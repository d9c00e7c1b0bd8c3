#![allow(dead_code)]

use std::cell::RefCell;
use std::rc::Rc;

use serde_json::{json, Value};

use rtsim::{EventKind, ModelSpec, SimEvent};

/// Initialize tracing from `RUST_LOG`. `try_init()` is idempotent: the
/// first call in the process succeeds, later calls are ignored.
pub fn setup() {
    let _ = tracing_subscriber::fmt()
        .with_env_filter(tracing_subscriber::EnvFilter::from_default_env())
        .with_writer(std::io::stderr)
        .with_test_writer()
        .try_init();
}

/// Parse + validate a model document, panicking on errors.
pub fn model(value: Value) -> ModelSpec {
    ModelSpec::from_json_value(value).expect("valid model")
}

/// Single-core platform fragment: one processor family, one core c0.
pub fn single_core_platform() -> Value {
    json!({
        "processor_types": [
            {"id": "p0", "name": "uni", "core_count": 1, "speed_factor": 1.0}
        ],
        "cores": [
            {"id": "c0", "type_id": "p0", "speed_factor": 1.0}
        ]
    })
}

/// Events of the given wire kind, in emission order.
pub fn of_kind<'a>(events: &'a [SimEvent], kind: &str) -> Vec<&'a SimEvent> {
    events.iter().filter(|e| e.kind.name() == kind).collect()
}

/// First event of the given kind, panicking when absent.
pub fn first<'a>(events: &'a [SimEvent], kind: &str) -> &'a SimEvent {
    of_kind(events, kind)
        .into_iter()
        .next()
        .unwrap_or_else(|| panic!("expected at least one {kind} event"))
}

/// All `SegmentStart` events for the given job.
pub fn starts_for<'a>(events: &'a [SimEvent], job: &str) -> Vec<&'a SimEvent> {
    events
        .iter()
        .filter(|e| {
            matches!(&e.kind, EventKind::SegmentStart { job_id, .. } if job_id == job)
        })
        .collect()
}

/// Shared recorder for subscriber tests: collects (time, kind) pairs.
pub type Recorder = Rc<RefCell<Vec<(f64, String)>>>;

pub fn recorder() -> Recorder {
    Rc::new(RefCell::new(Vec::new()))
}

pub fn record_into(sink: &Recorder) -> Box<dyn FnMut(&SimEvent)> {
    let sink = sink.clone();
    Box::new(move |event| {
        sink.borrow_mut()
            .push((event.time, event.kind.name().to_string()));
    })
}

- [How to complete this task]
Only the lines from the one containing "(time, kind) pairs." through the last line above belong in your answer. Retype them exactly.

- [Result]
/// Shared recorder for subscriber tests: collects (time, kind) pairs.
pub type Recorder = Rc<RefCell<Vec<(f64, String)>>>;

pub fn recorder() -> Recorder {
    Rc::new(RefCell::new(Vec::new()))
}

pub fn record_into(sink: &Recorder) -> Box<dyn FnMut(&SimEvent)> {
    let sink = sink.clone();
    Box::new(move |event| {
        sink.borrow_mut()
            .push((event.time, event.kind.name().to_string()));
    })
}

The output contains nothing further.